"""

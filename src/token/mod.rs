//! Reward bookkeeping.
//!
//! Ownership tracking is a collaborator, not the subject of this crate: these
//! types keep just enough state for grants and the benign batch operations
//! (`transfer`, `transferFrom`) to be observable.
//!
//! A [`RewardSink`] is invoked **after** the ledger mark. It receives a
//! read-only view of the ledger in [`GrantContext`]; any code running inside
//! the grant observes the index as already claimed.

mod fungible;
mod nft;

pub use fungible::FungibleReward;
pub use nft::NftRegistry;

use crate::error::{AirdropError, AirdropResult};
use crate::ledger::ClaimLedger;
use crate::types::{Address, U256};

/// What a grant did.
#[derive(Clone, Copy, Debug, PartialEq, Eq)]
pub enum Grant {
    /// Fixed amount moved from the contract reserve.
    Transferred(u128),
    /// Token id minted to the recipient.
    Minted(U256),
}

/// Inputs to a reward action.
pub struct GrantContext<'a> {
    pub recipient: Address,
    pub index: U256,
    pub ledger: &'a dyn ClaimLedger,
}

/// Executes the entitlement once an index has been marked.
pub trait RewardSink {
    fn grant(&mut self, ctx: &GrantContext<'_>) -> AirdropResult<Grant>;

    /// Move a fungible balance held by `from`. Sinks without balances refuse.
    fn transfer(&mut self, _from: Address, _to: Address, _amount: u128) -> AirdropResult<()> {
        Err(AirdropError::UnsupportedCall)
    }
}
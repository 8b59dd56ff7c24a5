// Benchmark: proof verification and claim-ledger marking.
//
// Usage:
//   cargo bench --bench verify_bench
//
// Notes:
// - Trees are built once per size; only `verify_claim` is timed.
// - Ledger groups mark N consecutive indices into a fresh ledger per
//   iteration, so the bitmap's word reuse shows up against the mapping.

use criterion::{black_box, criterion_group, criterion_main, BatchSize, Criterion, Throughput};

use merkle_airdrop::hash::Digest32;
use merkle_airdrop::merkle::{hash_sorted_pair, leaf_hash, verify_claim};
use merkle_airdrop::{Address, BitmapLedger, ClaimLedger, MappingLedger, U256};

/// Allowlist sizes (leaves).
const SIZES: &[usize] = &[16, 1024, 65_536];

/// Marks per ledger iteration.
const MARKS: &[u64] = &[256, 4096];

// ---- helpers ------------------------------------------------------------------

/// Layers bottom-up, sorted pairs, unpaired node promoted.
fn build_layers(n: usize) -> (Vec<Address>, Vec<Vec<Digest32>>) {
    let accounts: Vec<Address> = (0..n as u64).map(Address::from_low_u64).collect();
    let leaves = accounts
        .iter()
        .enumerate()
        .map(|(i, a)| leaf_hash(a, U256::from(i as u64)))
        .collect();

    let mut layers: Vec<Vec<Digest32>> = vec![leaves];
    while let Some(prev) = layers.last().filter(|l| l.len() > 1) {
        let next = prev
            .chunks(2)
            .map(|p| if p.len() == 2 { hash_sorted_pair(&p[0], &p[1]) } else { p[0] })
            .collect();
        layers.push(next);
    }
    (accounts, layers)
}

fn proof_for(layers: &[Vec<Digest32>], mut i: usize) -> Vec<Digest32> {
    let mut proof = Vec::new();
    for layer in &layers[..layers.len() - 1] {
        if let Some(s) = layer.get(i ^ 1) {
            proof.push(*s);
        }
        i /= 2;
    }
    proof
}

// ---- benches ------------------------------------------------------------------

fn bench_verify(c: &mut Criterion) {
    let mut group = c.benchmark_group("verify_claim");
    for &n in SIZES {
        let (accounts, layers) = build_layers(n);
        let root = layers[layers.len() - 1][0];
        let i = n / 2;
        let proof = proof_for(&layers, i);
        let index = U256::from(i as u64);

        group.throughput(Throughput::Elements(1));
        group.bench_function(format!("{n}_leaves"), |b| {
            b.iter(|| verify_claim(black_box(&accounts[i]), index, black_box(&proof), &root))
        });
    }
    group.finish();
}

fn mark_all<L: ClaimLedger>(mut ledger: L, n: u64) -> L {
    for i in 0..n {
        ledger.mark_claimed(U256::from(i));
    }
    ledger
}

fn bench_ledgers(c: &mut Criterion) {
    for &n in MARKS {
        let mut group = c.benchmark_group(format!("ledger/{n}_marks"));
        group.throughput(Throughput::Elements(n));

        group.bench_function("mapping", |b| {
            b.iter_batched(MappingLedger::new, |l| mark_all(l, n), BatchSize::SmallInput)
        });
        group.bench_function("bitmap", |b| {
            b.iter_batched(BitmapLedger::new, |l| mark_all(l, n), BatchSize::SmallInput)
        });
        group.finish();
    }
}

criterion_group!(benches, bench_verify, bench_ledgers);
criterion_main!(benches);
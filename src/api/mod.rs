use std::path::{Path, PathBuf};

use crate::{
    cli::command_handlers::{
        do_add, do_check, do_explain, do_graph, do_init, do_list, do_status, do_tidy,
        do_upgrade,
        ManifestEdit, TidyOutcome, UpgradeOutcome,
    },
    git::GitRemote,
    model::manifest::Manifest,
    report::{Explanation, Graph, ListRow, OutdatedRow, StatusRow},
    resolver::{Resolver, Vcs},
};

mod builder;

pub use builder::CpkgBuilder;

pub struct Cpkg<V = GitRemote> {
    resolver: Resolver<V>,
    root: PathBuf,
    manifest_file_name: PathBuf,
    lock_file_name: PathBuf,
    dep_root: Option<String>,
}

#[derive(Debug, PartialEq, Eq, Clone, Copy)]
pub enum TidyMode {
    /// Report whether the lock file is up to date without touching it. This
    /// mode should be normally used on CI.
    Check,
    /// Write the lock file if it changed.
    Write,
}

impl Cpkg {
    pub fn builder() -> CpkgBuilder {
        CpkgBuilder::default()
    }
}

impl<V: Vcs + 'static> Cpkg<V> {
    pub fn root(&self) -> &Path {
        &self.root
    }

    /// Creates the manifest for a new project.
    pub fn init(&self, module: Option<String>, dep_root: Option<String>) -> anyhow::Result<Manifest> {
        do_init(
            &self.root,
            &self.manifest_file_name,
            module,
            dep_root.or_else(|| self.dep_root.clone()),
        )
    }

    /// Adds or updates `module@version` requirements in the manifest.
    pub fn add(&self, specs: &[String]) -> anyhow::Result<Vec<ManifestEdit>> {
        do_add(&self.root, &self.manifest_file_name, specs)
    }

    /// Resolves the manifest and creates, updates or verifies the lock file.
    pub async fn tidy(&self, mode: TidyMode) -> anyhow::Result<TidyOutcome> {
        do_tidy(
            &self.resolver,
            &self.root,
            &self.manifest_file_name,
            &self.lock_file_name,
            self.dep_root.as_deref(),
            mode,
        )
        .await
    }

    /// Moves dependencies to the latest versions their constraints allow.
    pub async fn upgrade(&self, all: bool) -> anyhow::Result<UpgradeOutcome> {
        do_upgrade(
            &self.resolver,
            &self.root,
            &self.manifest_file_name,
            &self.lock_file_name,
            self.dep_root.as_deref(),
            all,
        )
        .await
    }

    /// Returns the manifest dependencies and whether a lock file exists.
    pub fn list(&self) -> anyhow::Result<(Vec<ListRow>, bool)> {
        do_list(&self.root, &self.manifest_file_name, &self.lock_file_name)
    }

    pub async fn check(&self) -> anyhow::Result<Vec<OutdatedRow>> {
        do_check(
            &self.resolver,
            &self.root,
            &self.manifest_file_name,
            &self.lock_file_name,
        )
        .await
    }

    /// The locked dependency graph.
    pub fn graph(&self) -> anyhow::Result<Graph> {
        do_graph(&self.root, &self.lock_file_name)
    }

    pub fn explain(&self, module: &str) -> anyhow::Result<Explanation> {
        do_explain(
            &self.root,
            &self.manifest_file_name,
            &self.lock_file_name,
            module,
        )
    }

    pub fn status(&self) -> anyhow::Result<Option<Vec<StatusRow>>> {
        do_status(&self.root, &self.manifest_file_name, &self.lock_file_name)
    }
}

"""

→ **Task directions**: The records above should be repeated exactly. Print them all.

→ **Answer space**:
filename src/token/mod.rs
//! Reward bookkeeping.
//!
//! Ownership tracking is a collaborator, not the subject of this crate: these
//! types keep just enough state for grants and the benign batch operations
//! (`transfer`, `transferFrom`) to be observable.
//!
//! A [`RewardSink`] is invoked **after** the ledger mark. It receives a
//! read-only view of the ledger in [`GrantContext`]; any code running inside
//! the grant observes the index as already claimed.

mod fungible;
mod nft;

pub use fungible::FungibleReward;
pub use nft::NftRegistry;

use crate::error::{AirdropError, AirdropResult};
use crate::ledger::ClaimLedger;
use crate::types::{Address, U256};

/// What a grant did.
#[derive(Clone, Copy, Debug, PartialEq, Eq)]
pub enum Grant {
    /// Fixed amount moved from the contract reserve.
    Transferred(u128),
    /// Token id minted to the recipient.
    Minted(U256),
}

/// Inputs to a reward action.
pub struct GrantContext<'a> {
    pub recipient: Address,
    pub index: U256,
    pub ledger: &'a dyn ClaimLedger,
}

/// Executes the entitlement once an index has been marked.
pub trait RewardSink {
    fn grant(&mut self, ctx: &GrantContext<'_>) -> AirdropResult<Grant>;

    /// Move a fungible balance held by `from`. Sinks without balances refuse.
    fn transfer(&mut self, _from: Address, _to: Address, _amount: u128) -> AirdropResult<()> {
        Err(AirdropError::UnsupportedCall)
    }
}
repository 8b59dd56ff7c24a5
// Benchmark: proof verification and claim-ledger marking.
//
// Usage:
//   cargo bench --bench verify_bench
//
// Notes:
// - Trees are built once per size; only `verify_claim` is timed.
// - Ledger groups mark N consecutive indices into a fresh ledger per
//   iteration, so the bitmap's word reuse shows up against the mapping.

use criterion::{black_box, criterion_group, criterion_main, BatchSize, Criterion, Throughput};

use merkle_airdrop::hash::Digest32;
use merkle_airdrop::merkle::{hash_sorted_pair, leaf_hash, verify_claim};
use merkle_airdrop::{Address, BitmapLedger, ClaimLedger, MappingLedger, U256};

/// Allowlist sizes (leaves).
const SIZES: &[usize] = &[16, 1024, 65_536];

/// Marks per ledger iteration.
const MARKS: &[u64] = &[256, 4096];

// ---- helpers ------------------------------------------------------------------

/// Layers bottom-up, sorted pairs, unpaired node promoted.
fn build_layers(n: usize) -> (Vec<Address>, Vec<Vec<Digest32>>) {
    let accounts: Vec<Address> = (0..n as u64).map(Address::from_low_u64).collect();
    let leaves = accounts
        .iter()
        .enumerate()
        .map(|(i, a)| leaf_hash(a, U256::from(i as u64)))
        .collect();

    let mut layers: Vec<Vec<Digest32>> = vec![leaves];
    while let Some(prev) = layers.last().filter(|l| l.len() > 1) {
        let next = prev
            .chunks(2)
            .map(|p| if p.len() == 2 { hash_sorted_pair(&p[0], &p[1]) } else { p[0] })
            .collect();
        layers.push(next);
    }
    (accounts, layers)
}

fn proof_for(layers: &[Vec<Digest32>], mut i: usize) -> Vec<Digest32> {
    let mut proof = Vec::new();
    for layer in &layers[..layers.len() - 1] {
        if let Some(s) = layer.get(i ^ 1) {
            proof.push(*s);
        }
        i /= 2;
    }
    proof
}

// ---- benches ------------------------------------------------------------------

fn bench_verify(c: &mut Criterion) {
    let mut group = c.benchmark_group("verify_claim");
    for &n in SIZES {
        let (accounts, layers) = build_layers(n);
        let root = layers[layers.len() - 1][0];
        let i = n / 2;
        let proof = proof_for(&layers, i);
        let index = U256::from(i as u64);

        group.throughput(Throughput::Elements(1));
        group.bench_function(format!("{n}_leaves"), |b| {
            b.iter(|| verify_claim(black_box(&accounts[i]), index, black_box(&proof), &root))
        });
    }
    group.finish();
}

fn mark_all<L: ClaimLedger>(mut ledger: L, n: u64) -> L {
    for i in 0..n {
        ledger.mark_claimed(U256::from(i));
    }
    ledger
}

fn bench_ledgers(c: &mut Criterion) {
    for &n in MARKS {
        let mut group = c.benchmark_group(format!("ledger/{n}_marks"));
        group.throughput(Throughput::Elements(n));

        group.bench_function("mapping", |b| {
            b.iter_batched(MappingLedger::new, |l| mark_all(l, n), BatchSize::SmallInput)
        });
        group.bench_function("bitmap", |b| {
            b.iter_batched(BitmapLedger::new, |l| mark_all(l, n), BatchSize::SmallInput)
        });
        group.finish();
    }
}

criterion_group!(benches, bench_verify, bench_ledgers);
criterion_main!(benches);
filename src/api/mod.rs
use std::path::{Path, PathBuf};

use crate::{
    cli::command_handlers::{
        do_add, do_check, do_explain, do_graph, do_init, do_list, do_status, do_tidy,
        do_upgrade,
        ManifestEdit, TidyOutcome, UpgradeOutcome,
    },
    git::GitRemote,
    model::manifest::Manifest,
    report::{Explanation, Graph, ListRow, OutdatedRow, StatusRow},
    resolver::{Resolver, Vcs},
};

mod builder;

pub use builder::CpkgBuilder;

pub struct Cpkg<V = GitRemote> {
    resolver: Resolver<V>,
    root: PathBuf,
    manifest_file_name: PathBuf,
    lock_file_name: PathBuf,
    dep_root: Option<String>,
}

#[derive(Debug, PartialEq, Eq, Clone, Copy)]
pub enum TidyMode {
    /// Report whether the lock file is up to date without touching it. This
    /// mode should be normally used on CI.
    Check,
    /// Write the lock file if it changed.
    Write,
}

impl Cpkg {
    pub fn builder() -> CpkgBuilder {
        CpkgBuilder::default()
    }
}

impl<V: Vcs + 'static> Cpkg<V> {
    pub fn root(&self) -> &Path {
        &self.root
    }

    /// Creates the manifest for a new project.
    pub fn init(&self, module: Option<String>, dep_root: Option<String>) -> anyhow::Result<Manifest> {
        do_init(
            &self.root,
            &self.manifest_file_name,
            module,
            dep_root.or_else(|| self.dep_root.clone()),
        )
    }

    /// Adds or updates `module@version` requirements in the manifest.
    pub fn add(&self, specs: &[String]) -> anyhow::Result<Vec<ManifestEdit>> {
        do_add(&self.root, &self.manifest_file_name, specs)
    }

    /// Resolves the manifest and creates, updates or verifies the lock file.
    pub async fn tidy(&self, mode: TidyMode) -> anyhow::Result<TidyOutcome> {
        do_tidy(
            &self.resolver,
            &self.root,
            &self.manifest_file_name,
            &self.lock_file_name,
            self.dep_root.as_deref(),
            mode,
        )
        .await
    }

    /// Moves dependencies to the latest versions their constraints allow.
    pub async fn upgrade(&self, all: bool) -> anyhow::Result<UpgradeOutcome> {
        do_upgrade(
            &self.resolver,
            &self.root,
            &self.manifest_file_name,
            &self.lock_file_name,
            self.dep_root.as_deref(),
            all,
        )
        .await
    }

    /// Returns the manifest dependencies and whether a lock file exists.
    pub fn list(&self) -> anyhow::Result<(Vec<ListRow>, bool)> {
        do_list(&self.root, &self.manifest_file_name, &self.lock_file_name)
    }

    pub async fn check(&self) -> anyhow::Result<Vec<OutdatedRow>> {
        do_check(
            &self.resolver,
            &self.root,
            &self.manifest_file_name,
            &self.lock_file_name,
        )
        .await
    }

    /// The locked dependency graph.
    pub fn graph(&self) -> anyhow::Result<Graph> {
        do_graph(&self.root, &self.lock_file_name)
    }

    pub fn explain(&self, module: &str) -> anyhow::Result<Explanation> {
        do_explain(
            &self.root,
            &self.manifest_file_name,
            &self.lock_file_name,
            module,
        )
    }

    pub fn status(&self) -> anyhow::Result<Option<Vec<StatusRow>>> {
        do_status(&self.root, &self.manifest_file_name, &self.lock_file_name)
    }
}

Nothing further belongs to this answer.